Normally it is of course always up to the individual to take responsibility for themselves, but I don't think this is necessarily the case with MH issues because by its very nature, sometimes people don't realise that their behaviour is bizarre or that they could be in danger, and so it becomes imperative that those who can see what is happening do their best to get the person some help and support. This is especially true in psychotic illness (where the patient is out of touch with reality) although that doesn't seem to be the case with your friend. Nonetheless she seems to be free wheeling towards some kind of disaster as you have noticed things getting worse............SO do what you can to get her assessed, and hopefully a diagnosis and treatment could follow. Having said that MH services nationwide are severely limited because of all the ridiculous amounts of cuts the govt is demanding that all public services make. Added to that a tiny percentage of the NHS spend is on mental health as opposed to physical health, despite Cameron trumpeting that mental health has to have parity with physical health.

Sometimes the diagnosis can be a bit of a "catch all" - and called "Borderline Personality Disorder" - though recently re-named something like "Emotionally unstable/Intensive Disorder" as that is thought less stigmatising. And of course the stigma in MH is alive and well and that's another big problem.............

Sorry I've asked a lot of Qs and don't feel you have to answer........just trying to clarify a few things. I am no medic by the way, but I suffer from intermittent depression and anxiety which can be severe at times, hence my interest in mental health issues and why I post a lot on the MH threads.

You sound a lovely friend to have and I really hope you can get some help/support for your friend...........

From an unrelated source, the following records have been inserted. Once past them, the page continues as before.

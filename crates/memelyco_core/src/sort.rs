//! Gallery ordering modes.

use serde::{Deserialize, Serialize};

/// How the gallery orders its items.
///
/// Process-local; resets to [`SortMode::Chronological`] on every start.
#[derive(
    Debug,
    Clone,
    Copy,
    Default,
    PartialEq,
    Eq,
    Hash,
    Serialize,
    Deserialize,
    derive_more::Display,
)]
#[serde(rename_all = "lowercase")]
pub enum SortMode {
    /// Newest first, by creation timestamp
    #[default]
    #[display("chronological")]
    Chronological,
    /// Uniform random permutation
    #[display("random")]
    Random,
}

impl std::str::FromStr for SortMode {
    type Err = String;

    fn from_str(s: &str) -> Result<Self, Self::Err> {
        match s.to_ascii_lowercase().as_str() {
            "chronological" | "newest" => Ok(SortMode::Chronological),
            "random" | "shuffle" => Ok(SortMode::Random),
            _ => Err(format!("Unknown sort mode: {}", s)),
        }
    }
}
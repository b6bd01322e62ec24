//! Reading local files and rendering data URL previews.

use base64::Engine;
use base64::engine::general_purpose::STANDARD;
use memelyco_core::{FileSource, LocalFile};
use memelyco_error::{MemelycoResult, StorageError, StorageErrorKind};
use tracing::{error, instrument};

/// Read the bytes behind a file source.
///
/// # Errors
///
/// Returns a `FileRead` storage error when a path cannot be read.
#[instrument(skip(source))]
pub async fn load_bytes(source: &FileSource) -> MemelycoResult<Vec<u8>> {
    match source {
        FileSource::Bytes(bytes) => Ok(bytes.clone()),
        FileSource::Path(path) => tokio::fs::read(path).await.map_err(|e| {
            error!(path = %path.display(), error = %e, "Failed to read file");
            StorageError::new(StorageErrorKind::FileRead(format!(
                "{}: {}",
                path.display(),
                e
            )))
            .into()
        }),
    }
}

/// Render a file as a `data:` URL using its declared content type.
pub async fn render_preview(file: &LocalFile) -> MemelycoResult<String> {
    let bytes = load_bytes(&file.source).await?;
    Ok(format!(
        "data:{};base64,{}",
        file.content_type,
        STANDARD.encode(bytes)
    ))
}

lemisscared Sun 23-Nov-14 20:37:18

I didn't mean that the OP was a gossip, far from it, and not the friends , just some of the colleagues. OP sounds like a really good friend, like most of us, faced with the fact that support for mental health issues is pretty much zero both in the work place and elsewhere.

FrontForward Mon 24-Nov-14 13:30:17

Can I ask do you work together - I assume you do. Not any more but we have joint friends and I'm still very much in contact with her working life.

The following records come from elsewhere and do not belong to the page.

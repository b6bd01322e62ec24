//! Gallery list builder for Memelyco.
//!
//! Turns a bucket listing into an ordered sequence of [`MediaItem`]s:
//!
//! 1. classify every object as image or video by its extension,
//! 2. resolve its public address through the [`StorageClient`],
//! 3. order the result newest-first or as a uniform random permutation.
//!
//! [`Gallery`] wraps the builder with loading/error state, observers, and a
//! full rebuild whenever an upload batch completes.
//!
//! [`MediaItem`]: memelyco_core::MediaItem
//! [`StorageClient`]: memelyco_interface::StorageClient

#![forbid(unsafe_code)]
#![warn(missing_docs)]

mod builder;
mod gallery;
mod ordering;

pub use builder::{build_gallery, classify, resolve_items};
pub use gallery::{Gallery, GalleryState, LOAD_ERROR_MESSAGE};
pub use ordering::{apply_sort, shuffle, sort_chronological};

Is it a high powered job?. High intensity and professional.
Why wouldn't they be picking up on her poor performance and inability to make decisions and colleagues covering for her. They have picked up but are not dealing with it either sensitively or properly. She gets poor feedback inappropriately and no support.

You mention in your OP that your friend "falls apart" following the break down of a relationship. What exactly happens when she "falls apart" - does she become depressed/take time off work or become more manic in the way that you describe. Continues to work but decision making gets far worse. Very depressed and withdrawn. The manic phase usually precedes the breakup (she sees it coming). That can last months...

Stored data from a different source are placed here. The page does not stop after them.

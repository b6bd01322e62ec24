//! Application configuration.
//!
//! Settings are merged from, in increasing precedence:
//! - Bundled defaults (include_str! from memelyco.toml)
//! - `SUPABASE_URL` / `SUPABASE_KEY` present when the binary was built
//! - `~/.config/memelyco/memelyco.toml`
//! - `./memelyco.toml`
//! - `SUPABASE_URL` / `SUPABASE_KEY` / `SUPABASE_BUCKET` in the environment

use config::{Config, ConfigBuilder, File, FileFormat, builder::DefaultState};
use memelyco_core::SortMode;
use memelyco_error::{ConfigError, MemelycoError, MemelycoResult};
use memelyco_interface::{ListOptions, UploadOptions};
use memelyco_storage::StorageConfig;
use serde::{Deserialize, Serialize};
use tracing::{debug, instrument};

/// Environment variable holding the project endpoint.
pub const URL_ENV: &str = "SUPABASE_URL";
/// Environment variable holding the access key.
pub const KEY_ENV: &str = "SUPABASE_KEY";
/// Environment variable holding the bucket name.
pub const BUCKET_ENV: &str = "SUPABASE_BUCKET";

/// Gallery settings.
#[derive(Debug, Clone, PartialEq, Eq, Deserialize, Serialize)]
pub struct GalleryConfig {
    /// Ordering used when the gallery starts
    #[serde(default)]
    pub default_sort: SortMode,
    /// Maximum number of objects listed per load
    #[serde(default = "default_list_limit")]
    pub list_limit: u32,
}

fn default_list_limit() -> u32 {
    100
}

impl Default for GalleryConfig {
    fn default() -> Self {
        Self {
            default_sort: SortMode::default(),
            list_limit: default_list_limit(),
        }
    }
}

/// Uploader settings.
#[derive(Debug, Clone, PartialEq, Eq, Deserialize, Serialize)]
pub struct UploaderConfig {
    /// `cache-control: max-age` sent with every upload
    #[serde(default = "default_cache_control_secs")]
    pub cache_control_secs: u32,
    /// Replace objects that already exist
    #[serde(default)]
    pub overwrite: bool,
}

fn default_cache_control_secs() -> u32 {
    3600
}

impl Default for UploaderConfig {
    fn default() -> Self {
        Self {
            cache_control_secs: default_cache_control_secs(),
            overwrite: false,
        }
    }
}

/// Top-level Memelyco configuration.
///
/// # Example
///
/// ```no_run
/// use memelyco::MemelycoConfig;
///
/// # fn main() -> Result<(), Box<dyn std::error::Error>> {
/// let config = MemelycoConfig::load()?;
/// println!("Bucket: {}", config.storage.bucket);
/// # Ok(())
/// # }
/// ```
#[derive(Debug, Clone, PartialEq, Eq, Deserialize, Serialize)]
pub struct MemelycoConfig {
    /// Storage project connection
    pub storage: StorageConfig,
    /// Gallery behaviour
    #[serde(default)]
    pub gallery: GalleryConfig,
    /// Uploader behaviour
    #[serde(default)]
    pub uploader: UploaderConfig,
}

impl MemelycoConfig {
    /// Load configuration from a single file.
    ///
    /// Environment overrides still apply on top of the file.
    ///
    /// # Errors
    ///
    /// Returns an error if the file cannot be read or parsed, or the result
    /// fails [`MemelycoConfig::validate`].
    #[instrument(skip(path), fields(path = %path.as_ref().display()))]
    pub fn from_file(path: impl AsRef<std::path::Path>) -> MemelycoResult<Self> {
        debug!("Loading configuration from file");

        let builder = Config::builder().add_source(File::from(path.as_ref()));
        let config = Self::finish(builder)?;
        config.validate()?;
        Ok(config)
    }

    /// Load configuration with precedence: environment > current dir > home dir
    /// > build-time environment > bundled defaults.
    ///
    /// User config files are optional and silently skipped if not found.
    ///
    /// # Errors
    ///
    /// Returns an error if a present source cannot be parsed or the merged
    /// settings fail [`MemelycoConfig::validate`].
    #[instrument]
    pub fn load() -> MemelycoResult<Self> {
        debug!("Loading configuration with precedence: env > current dir > home dir > defaults");

        // Bundled default configuration
        const DEFAULT_CONFIG: &str = include_str!("../../../memelyco.toml");

        let mut builder =
            Config::builder().add_source(File::from_str(DEFAULT_CONFIG, FileFormat::Toml));

        if let Some(build_time) = build_time_storage()? {
            builder = builder.add_source(File::from_str(&build_time, FileFormat::Toml));
        }

        if let Some(home) = dirs::home_dir() {
            let home_config = home.join(".config/memelyco/memelyco.toml");
            builder = builder.add_source(File::from(home_config).required(false));
        }

        builder = builder.add_source(File::with_name("memelyco").required(false));

        let config = Self::finish(builder)?;
        config.validate()?;
        Ok(config)
    }

    /// Reject settings no storage client can work with.
    ///
    /// # Errors
    ///
    /// Returns a `ConfigError` naming the first offending setting.
    pub fn validate(&self) -> MemelycoResult<()> {
        if self.storage.url.trim().is_empty() {
            return Err(ConfigError::invalid_setting("storage.url", "must not be empty").into());
        }
        if self.storage.bucket.trim().is_empty() {
            return Err(ConfigError::invalid_setting("storage.bucket", "must not be empty").into());
        }
        if self.storage.timeout_secs == 0 {
            return Err(
                ConfigError::invalid_setting("storage.timeout_secs", "must be greater than zero")
                    .into(),
            );
        }
        if self.gallery.list_limit == 0 {
            return Err(
                ConfigError::invalid_setting("gallery.list_limit", "must be greater than zero")
                    .into(),
            );
        }
        Ok(())
    }

    /// Listing options for gallery loads.
    pub fn list_options(&self) -> ListOptions {
        ListOptions::default().with_limit(self.gallery.list_limit)
    }

    /// Options sent with every upload.
    pub fn upload_options(&self) -> UploadOptions {
        UploadOptions::default()
            .with_cache_control_secs(self.uploader.cache_control_secs)
            .with_overwrite(self.uploader.overwrite)
    }

    /// Apply environment overrides, build and deserialize.
    fn finish(builder: ConfigBuilder<DefaultState>) -> MemelycoResult<Self> {
        builder
            .set_override_option("storage.url", std::env::var(URL_ENV).ok())
            .and_then(|b| b.set_override_option("storage.key", std::env::var(KEY_ENV).ok()))
            .and_then(|b| b.set_override_option("storage.bucket", std::env::var(BUCKET_ENV).ok()))
            .and_then(|b| b.build())
            .map_err(|e| {
                MemelycoError::from(ConfigError::new(format!(
                    "Failed to build configuration: {}",
                    e
                )))
            })?
            .try_deserialize()
            .map_err(|e| {
                MemelycoError::from(ConfigError::new(format!(
                    "Failed to parse configuration: {}",
                    e
                )))
            })
    }
}

/// Storage settings baked in at build time, as a TOML fragment.
fn build_time_storage() -> MemelycoResult<Option<String>> {
    let mut storage = toml::Table::new();
    if let Some(url) = option_env!("SUPABASE_URL") {
        storage.insert("url".to_string(), url.into());
    }
    if let Some(key) = option_env!("SUPABASE_KEY") {
        storage.insert("key".to_string(), key.into());
    }
    if storage.is_empty() {
        return Ok(None);
    }

    let mut root = toml::Table::new();
    root.insert("storage".to_string(), toml::Value::Table(storage));
    toml::to_string(&root).map(Some).map_err(|e| {
        ConfigError::new(format!("Failed to encode build-time settings: {}", e)).into()
    })
}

I was a bit puzzled by these "not friends" - do you mean FB friends? just colleagues who are not friends really

I wonder do you know very much about her early life, as far back as childhood and whether she suffered any particular trauma in childhood. I'm pretty sure not. She lives alone with all family many miles away but seems close and talks on the phone a lot. She had a very traumatic relationship which I can't go into because it's too identifying but I don't think she has ever healed from that. It was with the father of her child.

I don't know who she is registered with GP wise but I will chat to her. MIND is a great idea..

Lem It's fine. I anticipated that sort of query. Honestly she is surrounded by friends who are at times exasperated and frustrated but all care.